At the end of August, White House press secretary Josh Earnest wrote a good ol’ fashioned letter to the editor in response to an earlier column from New York Times Mediator columnist Jim Rutenberg. The article wasn’t about the White House, but was a criticism of the access, or lack thereof, that Hillary Clinton provides to journalists.
But the headline was Plane Rides and Presidential Transparency, and Earnest felt there was a presidency that should have received some recognition, writing that Rutenberg “did not acknowledge the important and unprecedented steps that the Obama administration has taken to fulfill the president’s promise to lead the most transparent White House in history.” He concludes, “if President Obama’s government transparency effort is not even noted by The Times’s media columnist, then why would future presidential candidates make it a priority?”

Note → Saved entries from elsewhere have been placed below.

//! Markpane - a desktop markdown viewer-editor with live preview.
//!
//! # Usage
//!
//! ```bash
//! markpane README.md
//! markpane --theme light notes.md
//! markpane
//! ```

use std::path::PathBuf;

use anyhow::Result;
use clap::Parser;
use eframe::egui;

use markpane::app::{APP_NAME, App};

/// A desktop markdown viewer-editor with live preview
#[derive(Parser, Debug)]
#[command(name = "markpane", version, about, long_about = None)]
struct Cli {
    /// File to open at startup
    #[arg(value_name = "FILE")]
    file: Option<PathBuf>,

    /// UI theme (auto follows the persisted preference)
    #[arg(long, value_enum, default_value = "auto")]
    theme: ThemeMode,
}

#[derive(clap::ValueEnum, Debug, Clone, Copy, PartialEq, Eq)]
enum ThemeMode {
    Auto,
    Light,
    Dark,
}

fn main() -> Result<()> {
    // Initialize logging
    tracing_subscriber::fmt()
        .with_env_filter(
            tracing_subscriber::EnvFilter::from_default_env()
                .add_directive(tracing::Level::WARN.into()),
        )
        .init();

    let cli = Cli::parse();

    // Verify the startup file exists; a file that vanishes between here
    // and the first frame degrades to a canceled open instead.
    if let Some(file) = &cli.file
        && !file.exists()
    {
        anyhow::bail!("File not found: {}", file.display());
    }

    let dark_override = match cli.theme {
        ThemeMode::Auto => None,
        ThemeMode::Light => Some(false),
        ThemeMode::Dark => Some(true),
    };

    let options = eframe::NativeOptions {
        viewport: egui::ViewportBuilder::default()
            .with_inner_size([1000.0, 700.0])
            .with_min_inner_size([600.0, 400.0])
            .with_drag_and_drop(true),
        ..Default::default()
    };

    let initial_file = cli.file;
    eframe::run_native(
        APP_NAME,
        options,
        Box::new(move |cc| Ok(Box::new(App::new(cc, initial_file, dark_override)))),
    )
    .map_err(|err| anyhow::anyhow!("Application error: {err}"))
}
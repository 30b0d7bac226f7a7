//! Find-next search over the editor text.
//!
//! Mirrors a classic "find next" control: repeated searches continue
//! from the previous hit, wrap around at the end, and restart when the
//! query changes.

/// Search state carried between find-next invocations.
#[derive(Debug, Clone, Default, PartialEq, Eq)]
pub struct SearchState {
    /// The query as typed into the search box.
    pub query: String,
    last_query: String,
    next_from: usize,
}

/// A located occurrence of the query.
#[derive(Debug, Clone, Copy, PartialEq, Eq)]
pub struct Match {
    /// Byte offset of the match start.
    pub start: usize,
    /// Byte offset just past the match.
    pub end: usize,
    /// 1-based line number of the match start.
    pub line: usize,
}

impl SearchState {
    pub fn new() -> Self {
        Self::default()
    }

    pub fn set_query(&mut self, query: String) {
        self.query = query;
    }

    /// Find the next occurrence of the query in `text`.
    ///
    /// Starts after the previous hit, wrapping to the top when the tail
    /// has no match. A changed query restarts from the beginning.
    /// Returns `None` for an empty query or a text without the query.
    pub fn find_next(&mut self, text: &str) -> Option<Match> {
        if self.query.is_empty() {
            return None;
        }
        if self.query != self.last_query {
            self.last_query = self.query.clone();
            self.next_from = 0;
        }

        // The resume offset may be stale after edits; a lossy clamp to
        // a char boundary just restarts the scan from the top.
        let from = self.next_from.min(text.len());
        let tail = text.get(from..).unwrap_or("");
        let start = tail
            .find(&self.query)
            .map(|offset| offset + from)
            .or_else(|| text.find(&self.query))?;
        let end = start + self.query.len();
        self.next_from = end;

        Some(Match {
            start,
            end,
            line: text[..start].matches('\n').count() + 1,
        })
    }

    /// Forget the resume position (e.g. after the text was replaced).
    pub fn reset(&mut self) {
        self.next_from = 0;
        self.last_query.clear();
    }
}

#[cfg(test)]
mod tests {
    use super::*;

    fn state_with(query: &str) -> SearchState {
        let mut state = SearchState::new();
        state.set_query(query.to_string());
        state
    }

    #[test]
    fn test_find_next_walks_successive_matches() {
        let mut state = state_with("ab");
        let text = "ab cd ab cd ab";

        assert_eq!(state.find_next(text).unwrap().start, 0);
        assert_eq!(state.find_next(text).unwrap().start, 6);
        assert_eq!(state.find_next(text).unwrap().start, 12);
    }

    #[test]
    fn test_find_next_wraps_around() {
        let mut state = state_with("ab");
        let text = "ab cd ab";

        assert_eq!(state.find_next(text).unwrap().start, 0);
        assert_eq!(state.find_next(text).unwrap().start, 6);
        // Tail is exhausted; wrap back to the first hit.
        assert_eq!(state.find_next(text).unwrap().start, 0);
    }

    #[test]
    fn test_changed_query_restarts_from_top() {
        let mut state = state_with("ab");
        let text = "ab cd ab";
        state.find_next(text);
        state.find_next(text);

        state.set_query("cd".to_string());
        assert_eq!(state.find_next(text).unwrap().start, 3);
    }

    #[test]
    fn test_no_match_returns_none() {
        let mut state = state_with("zz");
        assert!(state.find_next("ab cd").is_none());
    }

    #[test]
    fn test_empty_query_returns_none() {
        let mut state = SearchState::new();
        assert!(state.find_next("anything").is_none());
    }

    #[test]
    fn test_match_reports_line_number() {
        let mut state = state_with("needle");
        let text = "one\ntwo\nthree needle\n";
        assert_eq!(state.find_next(text).unwrap().line, 3);
    }

    #[test]
    fn test_reset_restarts_scanning() {
        let mut state = state_with("ab");
        let text = "ab cd ab";
        state.find_next(text);
        state.find_next(text);

        state.reset();
        assert_eq!(state.find_next(text).unwrap().start, 0);
    }

    #[test]
    fn test_stale_offset_beyond_text_is_clamped() {
        let mut state = state_with("ab");
        state.find_next("some long text with ab far out");

        // Text got shorter than the resume offset.
        assert_eq!(state.find_next("ab").unwrap().start, 0);
    }
}
//! Application shell and main event loop.
//!
//! This module implements The Elm Architecture (TEA):
//! - [`Model`]: The complete application state
//! - [`Message`]: All possible events and actions
//! - [`update`]: Pure function for state transitions
//! - [`App`]: egui frame loop applying side effects around `update`

mod effects;
mod model;
mod ui;
mod update;

pub use model::{Model, PREFS_KEY, ToastLevel, UiPrefs};
pub use update::{Message, update};

use std::collections::VecDeque;
use std::path::PathBuf;
use std::sync::mpsc::Receiver;
use std::time::{Duration, Instant};

use eframe::egui;
use egui_commonmark::CommonMarkCache;

use crate::document::Document;
use crate::format::FormatAction;
use crate::recent::{self, RecentFiles};

/// Application name used for the window and the storage scope.
pub const APP_NAME: &str = "markpane";

/// Main application struct that owns the frame loop and the
/// side-effectful resources around the [`Model`].
pub struct App {
    model: Model,
    /// Widget cache for the markdown preview.
    markdown_cache: CommonMarkCache,
    /// Search box buffer; the model only sees committed queries.
    search_input: String,
    /// Outstanding beautify/minify request, if any.
    format_rx: Option<(FormatAction, Receiver<String>)>,
    /// File passed on the command line, loaded on the first frame.
    initial_file: Option<PathBuf>,
    /// Last window title pushed to the host.
    last_title: String,
}

impl App {
    /// Create the application, restoring persisted state from the host
    /// key-value store.
    pub fn new(
        cc: &eframe::CreationContext<'_>,
        initial_file: Option<PathBuf>,
        dark_override: Option<bool>,
    ) -> Self {
        let recent: RecentFiles = cc
            .storage
            .and_then(|storage| eframe::get_value(storage, recent::STORAGE_KEY))
            .unwrap_or_default();
        let mut prefs: UiPrefs = cc
            .storage
            .and_then(|storage| eframe::get_value(storage, PREFS_KEY))
            .unwrap_or_default();
        if let Some(dark) = dark_override {
            prefs.dark_mode = dark;
        }

        Self {
            model: Model::new(Document::empty(), recent, prefs),
            markdown_cache: CommonMarkCache::default(),
            search_input: String::new(),
            format_rx: None,
            initial_file,
            last_title: String::new(),
        }
    }

    /// Run messages through the pure update and their side effects,
    /// including any follow-ups the effects produce.
    fn dispatch(&mut self, ctx: &egui::Context, messages: Vec<Message>) {
        let mut queue: VecDeque<Message> = messages.into();
        while let Some(msg) = queue.pop_front() {
            let model = std::mem::take(&mut self.model);
            self.model = update(model, msg.clone());
            queue.extend(self.handle_message_side_effects(ctx, &msg));
        }
    }

    fn sync_window_title(&mut self, ctx: &egui::Context) {
        let title = self.model.window_title();
        if title != self.last_title {
            ctx.send_viewport_cmd(egui::ViewportCommand::Title(title.clone()));
            self.last_title = title;
        }
    }
}

impl eframe::App for App {
    fn update(&mut self, ctx: &egui::Context, _frame: &mut eframe::Frame) {
        let mut messages = Vec::new();

        // Startup file from the command line (the host-level "open
        // with" dispatch). An unreadable file degrades to no open.
        if let Some(path) = self.initial_file.take() {
            match Document::from_path(&path) {
                Ok(document) => messages.push(Message::FileLoaded {
                    path: document.path,
                    text: document.text,
                }),
                Err(err) => tracing::warn!(%err, "startup file unreadable, treating as canceled"),
            }
        }

        if let Some(msg) = self.poll_format_worker() {
            messages.push(msg);
        }
        messages.extend(self.collect_input_messages(ctx));

        ctx.set_zoom_factor(self.model.prefs.zoom);
        ctx.set_visuals(if self.model.prefs.dark_mode {
            egui::Visuals::dark()
        } else {
            egui::Visuals::light()
        });

        if self.model.expire_toast(Instant::now()) {
            ctx.request_repaint();
        }

        messages.extend(self.draw(ctx));
        self.dispatch(ctx, messages);
        self.sync_window_title(ctx);

        // Keep polling while a format request or a toast is pending.
        if self.format_rx.is_some() || self.model.active_toast().is_some() {
            ctx.request_repaint_after(Duration::from_millis(250));
        }
    }

    fn save(&mut self, storage: &mut dyn eframe::Storage) {
        eframe::set_value(storage, recent::STORAGE_KEY, &self.model.recent);
        eframe::set_value(storage, PREFS_KEY, &self.model.prefs);
    }
}
use std::sync::mpsc::{self, TryRecvError};

use eframe::egui;

use crate::app::update::Message;
use crate::app::{App, ToastLevel};
use crate::document::Document;
use crate::format::FormatAction;

/// File-type filter offered by the open dialog.
const DIALOG_EXTENSIONS: [&str; 8] = ["md", "markdown", "txt", "json", "js", "ts", "html", "css"];

impl App {
    /// Apply the side effects of a message after the pure update ran.
    ///
    /// Returns follow-up messages (e.g. the dialog's file) to feed back
    /// through `update`.
    pub(super) fn handle_message_side_effects(
        &mut self,
        ctx: &egui::Context,
        msg: &Message,
    ) -> Vec<Message> {
        match msg {
            Message::OpenFileRequested => {
                return self.open_file_dialog().into_iter().collect();
            }
            Message::Beautify | Message::Minify => {
                if let Some(action) = self.model.pending_format.take() {
                    self.spawn_format_worker(ctx, action);
                }
            }
            Message::CopyHtml => {
                ctx.copy_text(self.model.rendered.body.clone());
                self.model
                    .show_toast(ToastLevel::Info, "Rendered HTML copied to clipboard");
            }
            _ => {}
        }
        Vec::new()
    }

    /// Ask the user for a file. A canceled dialog and an unreadable
    /// file both come back empty; the read failure is only logged.
    fn open_file_dialog(&self) -> Option<Message> {
        let path = rfd::FileDialog::new()
            .add_filter("Markdown and text", &DIALOG_EXTENSIONS)
            .add_filter("All Files", &["*"])
            .pick_file()?;
        match Document::from_path(&path) {
            Ok(document) => Some(Message::FileLoaded {
                path: document.path,
                text: document.text,
            }),
            Err(err) => {
                tracing::warn!(%err, "open failed, treating as canceled");
                None
            }
        }
    }

    /// Hand the current text to a worker thread for formatting.
    ///
    /// At most one request is in flight; the triggering buttons are
    /// disabled until [`App::poll_format_worker`] drains the result.
    fn spawn_format_worker(&mut self, ctx: &egui::Context, action: FormatAction) {
        let (tx, rx) = mpsc::channel();
        let text = self.model.document.text.clone();
        let kind = self.model.document.content_kind();
        let ctx = ctx.clone();
        std::thread::spawn(move || {
            let formatted = action.apply(kind, &text);
            if tx.send(formatted).is_ok() {
                ctx.request_repaint();
            }
        });
        self.format_rx = Some((action, rx));
    }

    /// Check the outstanding format request for a result.
    pub(super) fn poll_format_worker(&mut self) -> Option<Message> {
        let (action, rx) = self.format_rx.as_ref()?;
        let action = *action;
        match rx.try_recv() {
            Ok(text) => {
                self.format_rx = None;
                Some(Message::FormatFinished { action, text })
            }
            Err(TryRecvError::Empty) => None,
            Err(TryRecvError::Disconnected) => {
                // Worker died without a result; release the controls and
                // keep the text as it was.
                tracing::warn!(?action, "format worker disappeared");
                self.format_rx = None;
                Some(Message::FormatFinished {
                    action,
                    text: self.model.document.text.clone(),
                })
            }
        }
    }

    /// Collect host-level input: dropped files and keyboard shortcuts.
    pub(super) fn collect_input_messages(&mut self, ctx: &egui::Context) -> Vec<Message> {
        let mut messages = Vec::new();

        for file in ctx.input(|i| i.raw.dropped_files.clone()) {
            if let Some(path) = file.path {
                match Document::from_path(&path) {
                    Ok(document) => messages.push(Message::FileLoaded {
                        path: document.path,
                        text: document.text,
                    }),
                    Err(err) => tracing::warn!(%err, "dropped file unreadable, ignoring"),
                }
            } else if let Some(bytes) = file.bytes {
                messages.push(Message::FileLoaded {
                    path: None,
                    text: String::from_utf8_lossy(&bytes).into_owned(),
                });
            }
        }

        if ctx.input_mut(|i| i.consume_key(egui::Modifiers::COMMAND, egui::Key::O)) {
            messages.push(Message::OpenFileRequested);
        }

        messages
    }
}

Oh really?, was the response of many a journalist to that op-ed, formalized yesterday in a letter sent to Earnest from the Society of Professional Journalists and a coalition of 40 groups that include the American Society of News Editors, the Committee to Protect Journalists, Freedom of the Press Foundation and Reporters Without Borders. They write:
You say in your op-ed that effective advocacy means giving credit where it is due. That will happen when journalists believe meaningful improvements have been made. The actions the Obama administration has taken to invite journalists to cover the President’s formal remarks at fund-raisers, information being made available on data.gov and releasing names of White House visitors are all steps in the right direction. But they’re not enough. And we believe the problems outweigh what you are calling accomplishments.
Among the problem areas they cite are “officials blocking reporters’ requests to talk to specific staff people,” “excessive delays in answering interview requests that stretch past reporters’ deadlines” and “federal agencies blackballing reporters who write critically of them.”